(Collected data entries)
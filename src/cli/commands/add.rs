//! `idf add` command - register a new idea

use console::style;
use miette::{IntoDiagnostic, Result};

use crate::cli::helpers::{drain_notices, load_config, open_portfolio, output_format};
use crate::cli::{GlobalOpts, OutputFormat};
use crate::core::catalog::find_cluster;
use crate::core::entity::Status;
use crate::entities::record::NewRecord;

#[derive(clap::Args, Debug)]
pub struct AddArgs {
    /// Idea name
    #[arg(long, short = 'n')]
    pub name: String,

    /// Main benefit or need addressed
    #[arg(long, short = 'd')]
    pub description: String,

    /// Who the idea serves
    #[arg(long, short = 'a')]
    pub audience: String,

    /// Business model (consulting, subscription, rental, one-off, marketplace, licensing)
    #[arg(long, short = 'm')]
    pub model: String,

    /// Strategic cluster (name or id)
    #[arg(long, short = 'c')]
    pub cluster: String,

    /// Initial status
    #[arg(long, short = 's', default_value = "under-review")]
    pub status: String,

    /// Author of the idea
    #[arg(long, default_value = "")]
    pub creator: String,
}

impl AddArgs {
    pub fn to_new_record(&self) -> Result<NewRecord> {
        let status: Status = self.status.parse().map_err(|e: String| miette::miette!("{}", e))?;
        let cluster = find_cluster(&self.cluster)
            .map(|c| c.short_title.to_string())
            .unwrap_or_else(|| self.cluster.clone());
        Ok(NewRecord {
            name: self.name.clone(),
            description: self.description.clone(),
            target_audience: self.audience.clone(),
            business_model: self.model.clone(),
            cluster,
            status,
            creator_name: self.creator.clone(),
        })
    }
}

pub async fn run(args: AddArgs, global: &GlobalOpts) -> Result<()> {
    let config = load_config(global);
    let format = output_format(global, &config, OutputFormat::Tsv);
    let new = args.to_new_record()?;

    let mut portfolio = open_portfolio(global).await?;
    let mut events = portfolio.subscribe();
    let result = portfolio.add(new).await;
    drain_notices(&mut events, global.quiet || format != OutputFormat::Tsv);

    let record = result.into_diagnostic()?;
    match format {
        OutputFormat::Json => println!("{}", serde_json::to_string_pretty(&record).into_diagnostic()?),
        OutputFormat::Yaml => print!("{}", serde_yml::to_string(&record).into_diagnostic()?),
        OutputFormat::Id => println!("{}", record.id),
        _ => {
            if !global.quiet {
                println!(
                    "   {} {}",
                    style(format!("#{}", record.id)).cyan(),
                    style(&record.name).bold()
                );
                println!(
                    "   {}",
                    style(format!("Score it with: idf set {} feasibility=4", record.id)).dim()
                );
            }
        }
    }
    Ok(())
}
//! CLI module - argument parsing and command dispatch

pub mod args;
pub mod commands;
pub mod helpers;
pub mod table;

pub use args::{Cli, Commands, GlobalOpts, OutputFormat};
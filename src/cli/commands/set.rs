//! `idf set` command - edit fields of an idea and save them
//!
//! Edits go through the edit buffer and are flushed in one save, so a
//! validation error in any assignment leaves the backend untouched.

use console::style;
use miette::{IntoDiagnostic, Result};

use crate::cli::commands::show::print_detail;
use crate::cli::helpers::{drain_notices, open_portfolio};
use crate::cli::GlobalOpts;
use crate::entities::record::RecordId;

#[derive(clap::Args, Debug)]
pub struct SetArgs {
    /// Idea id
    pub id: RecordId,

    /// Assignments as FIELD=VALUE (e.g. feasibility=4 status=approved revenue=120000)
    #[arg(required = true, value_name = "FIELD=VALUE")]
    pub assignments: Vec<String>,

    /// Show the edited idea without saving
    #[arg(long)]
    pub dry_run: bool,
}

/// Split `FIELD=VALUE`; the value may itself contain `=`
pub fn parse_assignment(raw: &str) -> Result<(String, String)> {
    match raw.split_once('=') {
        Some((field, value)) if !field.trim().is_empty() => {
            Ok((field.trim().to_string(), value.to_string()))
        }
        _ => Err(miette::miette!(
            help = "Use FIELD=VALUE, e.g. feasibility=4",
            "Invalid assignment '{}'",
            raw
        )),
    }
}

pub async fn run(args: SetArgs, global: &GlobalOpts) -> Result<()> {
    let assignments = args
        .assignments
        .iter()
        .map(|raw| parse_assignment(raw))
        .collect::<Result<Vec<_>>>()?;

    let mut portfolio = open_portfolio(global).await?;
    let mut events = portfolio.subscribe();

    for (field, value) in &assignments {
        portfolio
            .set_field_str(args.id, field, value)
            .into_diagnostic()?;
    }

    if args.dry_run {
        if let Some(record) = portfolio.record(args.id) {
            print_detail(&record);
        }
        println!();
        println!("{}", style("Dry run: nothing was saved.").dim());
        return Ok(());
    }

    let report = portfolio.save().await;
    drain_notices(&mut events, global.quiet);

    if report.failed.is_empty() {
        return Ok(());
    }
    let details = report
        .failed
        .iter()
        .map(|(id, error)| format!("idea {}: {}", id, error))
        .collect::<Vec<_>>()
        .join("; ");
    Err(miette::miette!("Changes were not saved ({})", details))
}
* * *
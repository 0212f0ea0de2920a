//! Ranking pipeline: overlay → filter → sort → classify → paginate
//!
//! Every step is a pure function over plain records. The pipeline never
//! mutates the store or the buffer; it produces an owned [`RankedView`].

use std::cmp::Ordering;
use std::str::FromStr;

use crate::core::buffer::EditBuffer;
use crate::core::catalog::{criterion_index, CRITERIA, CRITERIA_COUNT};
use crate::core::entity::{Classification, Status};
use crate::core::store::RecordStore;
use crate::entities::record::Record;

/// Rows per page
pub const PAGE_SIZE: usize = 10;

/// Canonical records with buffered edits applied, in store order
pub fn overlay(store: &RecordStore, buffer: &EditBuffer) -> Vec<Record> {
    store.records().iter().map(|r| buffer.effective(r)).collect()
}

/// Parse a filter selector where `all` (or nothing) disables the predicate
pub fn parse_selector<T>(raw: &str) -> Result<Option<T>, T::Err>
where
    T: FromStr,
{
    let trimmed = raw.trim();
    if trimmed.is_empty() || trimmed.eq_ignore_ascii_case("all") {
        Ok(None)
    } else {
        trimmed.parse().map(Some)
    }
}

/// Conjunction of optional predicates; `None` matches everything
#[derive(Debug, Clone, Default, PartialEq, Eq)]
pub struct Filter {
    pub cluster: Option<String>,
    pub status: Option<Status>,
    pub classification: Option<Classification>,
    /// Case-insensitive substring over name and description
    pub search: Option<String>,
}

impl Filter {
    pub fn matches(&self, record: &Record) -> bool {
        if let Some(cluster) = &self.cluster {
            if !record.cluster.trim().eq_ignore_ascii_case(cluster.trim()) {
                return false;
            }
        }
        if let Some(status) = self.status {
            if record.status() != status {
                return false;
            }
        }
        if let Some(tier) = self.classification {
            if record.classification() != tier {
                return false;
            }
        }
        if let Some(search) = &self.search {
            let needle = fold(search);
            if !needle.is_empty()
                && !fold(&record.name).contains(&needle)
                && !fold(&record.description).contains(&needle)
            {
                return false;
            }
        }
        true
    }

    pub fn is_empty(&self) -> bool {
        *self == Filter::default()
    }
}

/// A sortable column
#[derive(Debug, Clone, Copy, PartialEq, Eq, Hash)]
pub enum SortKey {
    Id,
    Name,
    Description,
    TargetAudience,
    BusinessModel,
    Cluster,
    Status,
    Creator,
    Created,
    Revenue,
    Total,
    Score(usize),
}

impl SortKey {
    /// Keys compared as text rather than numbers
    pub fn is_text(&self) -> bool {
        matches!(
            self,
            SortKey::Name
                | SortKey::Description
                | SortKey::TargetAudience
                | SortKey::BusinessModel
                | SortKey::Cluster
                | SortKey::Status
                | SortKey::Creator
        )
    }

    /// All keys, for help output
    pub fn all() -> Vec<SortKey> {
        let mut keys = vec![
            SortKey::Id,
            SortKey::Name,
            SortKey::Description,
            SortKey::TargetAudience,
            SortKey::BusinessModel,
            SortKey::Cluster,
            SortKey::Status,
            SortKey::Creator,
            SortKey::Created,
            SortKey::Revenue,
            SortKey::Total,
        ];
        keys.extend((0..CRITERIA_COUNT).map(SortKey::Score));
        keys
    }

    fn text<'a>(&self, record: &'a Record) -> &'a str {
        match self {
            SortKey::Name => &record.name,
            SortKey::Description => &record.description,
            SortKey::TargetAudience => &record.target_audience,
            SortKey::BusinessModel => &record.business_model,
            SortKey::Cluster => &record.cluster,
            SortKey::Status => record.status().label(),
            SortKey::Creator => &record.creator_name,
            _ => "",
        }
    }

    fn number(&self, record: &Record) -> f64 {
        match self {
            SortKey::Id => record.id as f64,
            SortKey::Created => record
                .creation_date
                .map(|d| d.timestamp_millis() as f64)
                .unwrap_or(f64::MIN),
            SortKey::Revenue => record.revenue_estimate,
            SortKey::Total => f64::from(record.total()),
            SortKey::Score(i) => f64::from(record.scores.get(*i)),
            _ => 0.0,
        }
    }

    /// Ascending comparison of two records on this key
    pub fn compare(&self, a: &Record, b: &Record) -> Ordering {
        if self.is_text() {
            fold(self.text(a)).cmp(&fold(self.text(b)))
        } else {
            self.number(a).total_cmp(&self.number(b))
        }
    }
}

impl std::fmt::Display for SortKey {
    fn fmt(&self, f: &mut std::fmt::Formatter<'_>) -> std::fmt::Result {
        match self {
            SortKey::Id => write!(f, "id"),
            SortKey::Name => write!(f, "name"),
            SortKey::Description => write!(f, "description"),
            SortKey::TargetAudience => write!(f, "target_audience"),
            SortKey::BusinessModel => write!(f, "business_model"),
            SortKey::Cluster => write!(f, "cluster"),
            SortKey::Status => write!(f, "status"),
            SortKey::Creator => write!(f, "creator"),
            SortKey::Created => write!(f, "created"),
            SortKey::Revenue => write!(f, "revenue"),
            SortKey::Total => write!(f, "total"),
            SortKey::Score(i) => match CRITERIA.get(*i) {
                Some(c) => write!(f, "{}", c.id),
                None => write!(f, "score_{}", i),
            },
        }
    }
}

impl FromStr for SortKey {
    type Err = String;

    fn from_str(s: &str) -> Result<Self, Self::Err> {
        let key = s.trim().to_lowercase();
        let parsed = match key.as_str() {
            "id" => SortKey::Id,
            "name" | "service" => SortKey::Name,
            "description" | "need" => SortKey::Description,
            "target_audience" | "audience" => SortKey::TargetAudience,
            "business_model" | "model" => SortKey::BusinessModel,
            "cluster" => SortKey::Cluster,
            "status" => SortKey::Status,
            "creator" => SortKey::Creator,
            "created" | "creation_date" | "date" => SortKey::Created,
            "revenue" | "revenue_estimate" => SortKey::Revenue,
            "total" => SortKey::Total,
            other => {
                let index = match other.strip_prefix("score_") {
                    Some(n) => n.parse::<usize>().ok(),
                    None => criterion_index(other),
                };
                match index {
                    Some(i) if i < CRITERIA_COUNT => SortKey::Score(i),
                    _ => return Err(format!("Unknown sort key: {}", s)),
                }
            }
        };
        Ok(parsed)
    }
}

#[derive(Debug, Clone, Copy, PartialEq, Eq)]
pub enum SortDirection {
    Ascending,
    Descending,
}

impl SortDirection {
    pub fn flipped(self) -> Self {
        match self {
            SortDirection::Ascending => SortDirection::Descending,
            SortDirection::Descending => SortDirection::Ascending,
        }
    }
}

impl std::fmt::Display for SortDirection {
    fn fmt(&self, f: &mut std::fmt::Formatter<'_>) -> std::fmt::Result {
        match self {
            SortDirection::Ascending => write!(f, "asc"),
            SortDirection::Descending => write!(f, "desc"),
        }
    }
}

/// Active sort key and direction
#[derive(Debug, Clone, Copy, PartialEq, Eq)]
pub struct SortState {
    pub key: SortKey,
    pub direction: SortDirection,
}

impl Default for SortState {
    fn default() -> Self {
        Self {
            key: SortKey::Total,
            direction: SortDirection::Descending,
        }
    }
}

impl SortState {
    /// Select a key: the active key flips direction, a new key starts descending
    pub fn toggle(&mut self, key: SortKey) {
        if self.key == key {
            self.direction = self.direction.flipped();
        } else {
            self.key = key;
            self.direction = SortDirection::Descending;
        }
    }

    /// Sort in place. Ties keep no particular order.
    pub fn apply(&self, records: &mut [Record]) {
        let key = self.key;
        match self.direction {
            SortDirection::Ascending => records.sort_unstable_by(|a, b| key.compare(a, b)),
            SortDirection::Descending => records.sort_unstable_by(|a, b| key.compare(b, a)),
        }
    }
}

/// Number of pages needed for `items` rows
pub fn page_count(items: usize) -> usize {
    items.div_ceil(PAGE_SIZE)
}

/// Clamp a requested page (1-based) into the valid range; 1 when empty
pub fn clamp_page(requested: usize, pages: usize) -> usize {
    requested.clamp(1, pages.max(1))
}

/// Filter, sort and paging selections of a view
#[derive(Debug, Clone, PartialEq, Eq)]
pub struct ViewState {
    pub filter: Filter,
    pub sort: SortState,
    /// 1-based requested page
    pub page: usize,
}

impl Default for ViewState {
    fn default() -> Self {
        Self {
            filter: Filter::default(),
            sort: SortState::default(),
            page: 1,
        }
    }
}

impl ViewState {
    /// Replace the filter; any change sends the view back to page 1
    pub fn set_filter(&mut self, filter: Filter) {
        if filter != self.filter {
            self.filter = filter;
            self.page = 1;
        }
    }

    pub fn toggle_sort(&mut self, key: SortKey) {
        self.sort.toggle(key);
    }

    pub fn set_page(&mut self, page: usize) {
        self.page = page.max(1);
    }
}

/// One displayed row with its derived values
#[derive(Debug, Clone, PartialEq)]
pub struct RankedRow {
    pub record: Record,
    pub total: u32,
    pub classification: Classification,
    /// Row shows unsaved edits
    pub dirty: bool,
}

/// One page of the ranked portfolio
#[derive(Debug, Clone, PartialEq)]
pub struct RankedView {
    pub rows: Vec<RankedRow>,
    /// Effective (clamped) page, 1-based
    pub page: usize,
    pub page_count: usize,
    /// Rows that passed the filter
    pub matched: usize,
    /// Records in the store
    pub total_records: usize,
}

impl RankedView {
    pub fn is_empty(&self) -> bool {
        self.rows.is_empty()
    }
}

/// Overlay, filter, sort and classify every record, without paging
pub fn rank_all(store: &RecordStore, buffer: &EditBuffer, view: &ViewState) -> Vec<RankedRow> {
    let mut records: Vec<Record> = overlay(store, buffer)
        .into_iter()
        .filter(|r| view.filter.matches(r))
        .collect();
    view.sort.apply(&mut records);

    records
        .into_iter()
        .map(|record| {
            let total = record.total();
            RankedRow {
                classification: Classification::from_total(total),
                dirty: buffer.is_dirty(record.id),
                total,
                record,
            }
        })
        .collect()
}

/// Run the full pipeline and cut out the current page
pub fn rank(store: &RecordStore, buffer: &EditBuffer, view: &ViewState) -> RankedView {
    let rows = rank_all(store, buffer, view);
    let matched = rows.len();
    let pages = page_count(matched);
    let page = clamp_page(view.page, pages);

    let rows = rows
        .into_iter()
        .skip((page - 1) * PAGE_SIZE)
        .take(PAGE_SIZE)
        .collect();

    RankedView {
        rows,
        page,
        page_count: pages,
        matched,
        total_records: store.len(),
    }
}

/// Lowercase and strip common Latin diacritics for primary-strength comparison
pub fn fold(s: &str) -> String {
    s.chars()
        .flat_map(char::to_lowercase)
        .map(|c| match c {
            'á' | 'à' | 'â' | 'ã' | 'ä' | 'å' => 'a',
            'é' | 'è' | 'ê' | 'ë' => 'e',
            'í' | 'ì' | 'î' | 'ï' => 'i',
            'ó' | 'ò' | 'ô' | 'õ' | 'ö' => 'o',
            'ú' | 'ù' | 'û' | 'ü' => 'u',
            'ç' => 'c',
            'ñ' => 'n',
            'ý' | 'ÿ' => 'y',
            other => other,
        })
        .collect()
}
---
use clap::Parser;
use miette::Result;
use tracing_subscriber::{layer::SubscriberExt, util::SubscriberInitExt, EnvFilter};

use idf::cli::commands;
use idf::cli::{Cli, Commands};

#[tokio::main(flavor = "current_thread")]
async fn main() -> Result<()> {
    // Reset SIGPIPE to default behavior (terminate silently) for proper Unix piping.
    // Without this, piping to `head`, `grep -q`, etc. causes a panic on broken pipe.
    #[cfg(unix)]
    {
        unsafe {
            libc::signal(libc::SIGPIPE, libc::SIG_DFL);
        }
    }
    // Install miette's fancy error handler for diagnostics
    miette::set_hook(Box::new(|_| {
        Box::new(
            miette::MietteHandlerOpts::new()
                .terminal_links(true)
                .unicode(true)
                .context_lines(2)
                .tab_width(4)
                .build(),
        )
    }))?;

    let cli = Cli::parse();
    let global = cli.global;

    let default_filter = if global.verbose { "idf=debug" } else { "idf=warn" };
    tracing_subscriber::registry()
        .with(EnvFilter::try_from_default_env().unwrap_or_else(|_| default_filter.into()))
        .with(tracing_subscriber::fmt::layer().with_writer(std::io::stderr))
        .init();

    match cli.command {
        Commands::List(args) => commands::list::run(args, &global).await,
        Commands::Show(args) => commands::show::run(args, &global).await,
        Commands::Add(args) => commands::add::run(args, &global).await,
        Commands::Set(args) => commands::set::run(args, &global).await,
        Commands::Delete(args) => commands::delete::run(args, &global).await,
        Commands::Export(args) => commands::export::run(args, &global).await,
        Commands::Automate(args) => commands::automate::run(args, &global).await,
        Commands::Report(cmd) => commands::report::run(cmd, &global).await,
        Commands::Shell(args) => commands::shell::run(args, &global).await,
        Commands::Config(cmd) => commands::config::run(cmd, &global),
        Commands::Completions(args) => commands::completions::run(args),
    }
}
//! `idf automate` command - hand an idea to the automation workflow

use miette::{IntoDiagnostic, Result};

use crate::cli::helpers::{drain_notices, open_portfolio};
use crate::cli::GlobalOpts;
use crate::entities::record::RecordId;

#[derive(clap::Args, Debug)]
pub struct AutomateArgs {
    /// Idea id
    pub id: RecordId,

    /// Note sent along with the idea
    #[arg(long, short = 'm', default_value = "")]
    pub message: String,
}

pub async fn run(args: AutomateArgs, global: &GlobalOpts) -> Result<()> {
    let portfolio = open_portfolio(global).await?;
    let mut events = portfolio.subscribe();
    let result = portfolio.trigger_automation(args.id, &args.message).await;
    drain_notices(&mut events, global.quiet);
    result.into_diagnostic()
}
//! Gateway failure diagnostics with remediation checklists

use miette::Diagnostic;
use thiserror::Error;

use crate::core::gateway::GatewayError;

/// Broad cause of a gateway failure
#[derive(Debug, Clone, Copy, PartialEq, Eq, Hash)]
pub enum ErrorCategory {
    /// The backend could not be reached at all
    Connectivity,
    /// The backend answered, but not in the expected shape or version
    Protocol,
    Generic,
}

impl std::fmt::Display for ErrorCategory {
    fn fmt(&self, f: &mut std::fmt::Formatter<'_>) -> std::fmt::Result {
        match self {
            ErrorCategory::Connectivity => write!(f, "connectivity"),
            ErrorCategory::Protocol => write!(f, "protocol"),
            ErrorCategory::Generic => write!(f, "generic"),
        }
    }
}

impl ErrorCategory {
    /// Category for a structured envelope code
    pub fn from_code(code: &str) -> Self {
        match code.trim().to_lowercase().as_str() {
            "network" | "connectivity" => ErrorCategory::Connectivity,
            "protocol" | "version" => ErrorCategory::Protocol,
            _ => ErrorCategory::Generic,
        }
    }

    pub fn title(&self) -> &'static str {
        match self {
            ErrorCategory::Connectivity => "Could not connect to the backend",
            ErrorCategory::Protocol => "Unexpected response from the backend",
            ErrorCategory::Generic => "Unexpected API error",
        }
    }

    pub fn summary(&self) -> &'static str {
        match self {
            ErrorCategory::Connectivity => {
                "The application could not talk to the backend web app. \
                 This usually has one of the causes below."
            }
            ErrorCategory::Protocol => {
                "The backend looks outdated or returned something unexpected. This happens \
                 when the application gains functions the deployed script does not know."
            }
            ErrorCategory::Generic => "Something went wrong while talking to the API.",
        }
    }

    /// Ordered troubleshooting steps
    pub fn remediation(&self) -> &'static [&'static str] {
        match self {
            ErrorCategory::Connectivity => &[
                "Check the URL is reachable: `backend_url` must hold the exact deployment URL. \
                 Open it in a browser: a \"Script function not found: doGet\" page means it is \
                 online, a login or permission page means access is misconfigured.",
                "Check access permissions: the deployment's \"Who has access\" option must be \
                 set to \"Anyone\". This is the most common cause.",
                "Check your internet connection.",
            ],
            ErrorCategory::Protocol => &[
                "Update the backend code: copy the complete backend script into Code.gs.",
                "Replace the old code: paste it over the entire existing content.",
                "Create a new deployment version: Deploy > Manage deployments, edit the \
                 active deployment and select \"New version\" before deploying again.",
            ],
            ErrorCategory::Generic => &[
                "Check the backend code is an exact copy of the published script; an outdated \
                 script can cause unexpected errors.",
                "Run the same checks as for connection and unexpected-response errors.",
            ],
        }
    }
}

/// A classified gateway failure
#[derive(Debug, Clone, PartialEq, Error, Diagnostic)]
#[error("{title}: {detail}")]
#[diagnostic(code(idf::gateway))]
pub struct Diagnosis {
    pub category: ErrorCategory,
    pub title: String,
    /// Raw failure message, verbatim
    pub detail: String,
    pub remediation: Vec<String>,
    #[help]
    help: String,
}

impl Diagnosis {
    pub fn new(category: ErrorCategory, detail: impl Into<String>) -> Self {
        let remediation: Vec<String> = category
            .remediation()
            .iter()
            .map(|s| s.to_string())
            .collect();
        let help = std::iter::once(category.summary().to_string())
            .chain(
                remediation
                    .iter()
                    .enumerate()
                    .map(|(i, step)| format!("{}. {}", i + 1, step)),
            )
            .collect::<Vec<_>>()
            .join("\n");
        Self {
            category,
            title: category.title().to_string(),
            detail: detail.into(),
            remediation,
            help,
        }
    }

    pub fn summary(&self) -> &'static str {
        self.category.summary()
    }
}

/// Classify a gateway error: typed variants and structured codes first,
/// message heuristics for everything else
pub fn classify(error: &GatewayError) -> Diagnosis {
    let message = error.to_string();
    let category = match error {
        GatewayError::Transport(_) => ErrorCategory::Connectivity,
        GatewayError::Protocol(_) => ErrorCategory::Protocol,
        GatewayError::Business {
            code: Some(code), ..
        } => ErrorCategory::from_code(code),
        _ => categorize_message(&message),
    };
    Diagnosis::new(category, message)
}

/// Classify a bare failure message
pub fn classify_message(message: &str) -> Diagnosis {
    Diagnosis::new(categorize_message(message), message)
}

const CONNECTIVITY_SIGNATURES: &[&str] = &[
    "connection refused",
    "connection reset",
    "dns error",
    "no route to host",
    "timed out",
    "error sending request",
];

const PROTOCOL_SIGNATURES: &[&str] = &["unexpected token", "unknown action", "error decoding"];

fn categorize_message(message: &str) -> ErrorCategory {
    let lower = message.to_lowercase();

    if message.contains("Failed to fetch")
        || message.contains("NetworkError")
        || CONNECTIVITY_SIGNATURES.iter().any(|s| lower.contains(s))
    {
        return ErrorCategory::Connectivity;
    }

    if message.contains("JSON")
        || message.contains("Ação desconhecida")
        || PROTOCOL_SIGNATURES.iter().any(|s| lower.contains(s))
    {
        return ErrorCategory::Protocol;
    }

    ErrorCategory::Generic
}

→ What the exercise asks
Copy the lines above exactly. Start with the line containing "filename src/cli/commands/add.rs", end with the line containing "#[arg(long, short = 'm')]", and include both.

→ Answer to the problem
filename src/cli/commands/add.rs
//! `idf add` command - register a new idea

use console::style;
use miette::{IntoDiagnostic, Result};

use crate::cli::helpers::{drain_notices, load_config, open_portfolio, output_format};
use crate::cli::{GlobalOpts, OutputFormat};
use crate::core::catalog::find_cluster;
use crate::core::entity::Status;
use crate::entities::record::NewRecord;

#[derive(clap::Args, Debug)]
pub struct AddArgs {
    /// Idea name
    #[arg(long, short = 'n')]
    pub name: String,

    /// Main benefit or need addressed
    #[arg(long, short = 'd')]
    pub description: String,

    /// Who the idea serves
    #[arg(long, short = 'a')]
    pub audience: String,

    /// Business model (consulting, subscription, rental, one-off, marketplace, licensing)
    #[arg(long, short = 'm')]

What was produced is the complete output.